In the records below, find the line with "pub const fn pixel_count(self)" and the line with "fully selected (255)."; return exactly those lines and every line between them.

■ ■ ■ ■ ■

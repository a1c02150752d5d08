//! Shared types for the keshi mask editor.

use serde::{Deserialize, Serialize};

use crate::tool::{StampSize, StampSizeError, Tool};

/// Re-export `GrayImage` so downstream crates can read mask coverage
/// without depending on `image` directly.
pub use image::GrayImage;

/// Re-export `RgbaImage` so downstream crates can reference the decoded
/// source image without depending on `image` directly.
pub use image::RgbaImage;

/// A 2D point.
///
/// Used both for display-space pointer positions and for buffer-space
/// stamp centers; which space a point lives in is determined by where it
/// came from (see [`crate::coords`]).
#[derive(Debug, Clone, Copy, PartialEq, Serialize, Deserialize)]
pub struct Point {
    /// Horizontal position (pixels from left edge).
    pub x: f64,
    /// Vertical position (pixels from top edge).
    pub y: f64,
}

impl Point {
    /// Create a new point.
    #[must_use]
    pub const fn new(x: f64, y: f64) -> Self {
        Self { x, y }
    }

    /// Returns `true` if both coordinates are finite.
    #[must_use]
    pub const fn is_finite(self) -> bool {
        self.x.is_finite() && self.y.is_finite()
    }
}

/// Native pixel dimensions of an image or mask buffer.
#[derive(Debug, Clone, Copy, PartialEq, Eq, Default, Serialize, Deserialize)]
pub struct Dimensions {
    /// Width in pixels.
    pub width: u32,
    /// Height in pixels.
    pub height: u32,
}

impl Dimensions {
    /// Create new dimensions.
    #[must_use]
    pub const fn new(width: u32, height: u32) -> Self {
        Self { width, height }
    }

    /// Total pixel count (`width * height`).
    #[must_use]
    pub const fn pixel_count(self) -> u64 {
        self.width as u64 * self.height as u64
    }

    /// Returns `true` if either axis is zero.
    #[must_use]
    pub const fn is_empty(self) -> bool {
        self.width == 0 || self.height == 0
    }
}

/// The laid-out size of a surface on screen, in display units.
///
/// This can differ from the surface's [`Dimensions`] when a large image
/// is scaled down to fit its viewport.
#[derive(Debug, Clone, Copy, PartialEq, Serialize, Deserialize)]
pub struct DisplayExtent {
    /// Displayed width.
    pub width: f64,
    /// Displayed height.
    pub height: f64,
}

impl DisplayExtent {
    /// Create a new display extent.
    #[must_use]
    pub const fn new(width: f64, height: f64) -> Self {
        Self { width, height }
    }
}

/// How coverage values are turned into an exported mask.
#[derive(Debug, Clone, Copy, PartialEq, Eq, Default, Serialize, Deserialize)]
#[serde(rename_all = "snake_case")]
pub enum MaskMode {
    /// Any non-zero coverage is exported as fully selected (255).
    #[default]
    Binary,
    /// Coverage values are exported as accumulated, including the
    /// anti-aliased fringe of each stamp.
    Soft,
}

/// Editor configuration.
///
/// All parameters have defaults matching the reference editor: a brush
/// of size 50, a 2 px ring for the circle tool, anti-aliased stamps, and
/// a 70 % white overlay.
#[derive(Debug, Clone, PartialEq, Serialize, Deserialize)]
#[serde(default)]
pub struct EditorConfig {
    /// Tool selected when the editor starts.
    pub default_tool: Tool,

    /// Stamp size selected when the editor starts.
    pub default_stamp_size: StampSize,

    /// Stroke width of the circle tool's ring, in buffer pixels.
    pub ring_width: f32,

    /// Whether stamp edges are anti-aliased.
    pub anti_alias: bool,

    /// How coverage is exported to the removal collaborator.
    pub mask_mode: MaskMode,

    /// Straight RGBA color used to draw selected regions over the image
    /// in previews. Purely visual; never affects coverage.
    pub overlay_color: [u8; 4],
}

impl EditorConfig {
    /// Default ring stroke width for [`Tool::Circle`].
    pub const DEFAULT_RING_WIDTH: f32 = 2.0;

    /// Default anti-aliasing setting.
    pub const DEFAULT_ANTI_ALIAS: bool = true;

    /// Default overlay color: white at 70 % opacity.
    pub const DEFAULT_OVERLAY_COLOR: [u8; 4] = [255, 255, 255, 179];
}

impl Default for EditorConfig {
    fn default() -> Self {
        Self {
            default_tool: Tool::default(),
            default_stamp_size: StampSize::default(),
            ring_width: Self::DEFAULT_RING_WIDTH,
            anti_alias: Self::DEFAULT_ANTI_ALIAS,
            mask_mode: MaskMode::default(),
            overlay_color: Self::DEFAULT_OVERLAY_COLOR,
        }
    }
}

/// Errors that can occur while loading a source image.
#[derive(Debug, thiserror::Error)]
pub enum LoadError {
    /// The image data was empty.
    #[error("image data is empty")]
    EmptyInput,

    /// The bytes could not be decoded as an image.
    #[error("failed to decode image: {0}")]
    Decode(#[from] image::ImageError),

    /// The URI could not be interpreted.
    #[error("unsupported image URI: {0}")]
    UnsupportedUri(String),

    /// A `data:` URI carried a malformed base64 payload.
    #[error("invalid data URI payload: {0}")]
    DataUri(#[from] base64::DecodeError),

    /// The platform loader failed to fetch the bytes.
    #[error("failed to fetch {uri}: {reason}")]
    Fetch {
        /// The URI that was requested.
        uri: String,
        /// Loader-provided failure description.
        reason: String,
    },
}

/// Errors from mapping display coordinates into buffer space.
#[derive(Debug, Clone, Copy, PartialEq, thiserror::Error)]
pub enum MapError {
    /// The surface has no usable on-screen size yet.
    #[error("display extent {width}x{height} is not usable for mapping")]
    DegenerateDisplay {
        /// Displayed width.
        width: f64,
        /// Displayed height.
        height: f64,
    },

    /// The pointer position is NaN or infinite.
    #[error("pointer position ({x}, {y}) is not finite")]
    NonFinitePoint {
        /// Horizontal position.
        x: f64,
        /// Vertical position.
        y: f64,
    },

    /// Scaling a finite position produced a NaN or infinite buffer
    /// coordinate (vanishingly small display extent).
    #[error("pointer position ({x}, {y}) overflows buffer space")]
    Overflow {
        /// Horizontal display position.
        x: f64,
        /// Vertical display position.
        y: f64,
    },
}

/// Errors surfaced by the [`Editor`](crate::Editor) facade.
#[derive(Debug, thiserror::Error)]
pub enum EditorError {
    /// An image load failed; the previous image and mask are retained.
    #[error(transparent)]
    Load(#[from] LoadError),

    /// A pointer position could not be mapped; the stamp was rejected.
    #[error(transparent)]
    Map(#[from] MapError),

    /// A requested stamp size is outside the allowed range; the previous
    /// size is retained.
    #[error(transparent)]
    StampSize(#[from] StampSizeError),

    /// An operation needed a loaded image but none is current.
    #[error("no image is loaded")]
    NoImage,

    /// The region-removal collaborator failed.
    #[error("region removal failed: {0}")]
    Removal(String),
}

■ ■ ■ ■ ■

## [Response box]
    pub const fn pixel_count(self) -> u64 {
        self.width as u64 * self.height as u64
    }

    /// Returns `true` if either axis is zero.
    #[must_use]
    pub const fn is_empty(self) -> bool {
        self.width == 0 || self.height == 0
    }
}

/// The laid-out size of a surface on screen, in display units.
///
/// This can differ from the surface's [`Dimensions`] when a large image
/// is scaled down to fit its viewport.
#[derive(Debug, Clone, Copy, PartialEq, Serialize, Deserialize)]
pub struct DisplayExtent {
    /// Displayed width.
    pub width: f64,
    /// Displayed height.
    pub height: f64,
}

impl DisplayExtent {
    /// Create a new display extent.
    #[must_use]
    pub const fn new(width: f64, height: f64) -> Self {
        Self { width, height }
    }
}

/// How coverage values are turned into an exported mask.
#[derive(Debug, Clone, Copy, PartialEq, Eq, Default, Serialize, Deserialize)]
#[serde(rename_all = "snake_case")]
pub enum MaskMode {
    /// Any non-zero coverage is exported as fully selected (255).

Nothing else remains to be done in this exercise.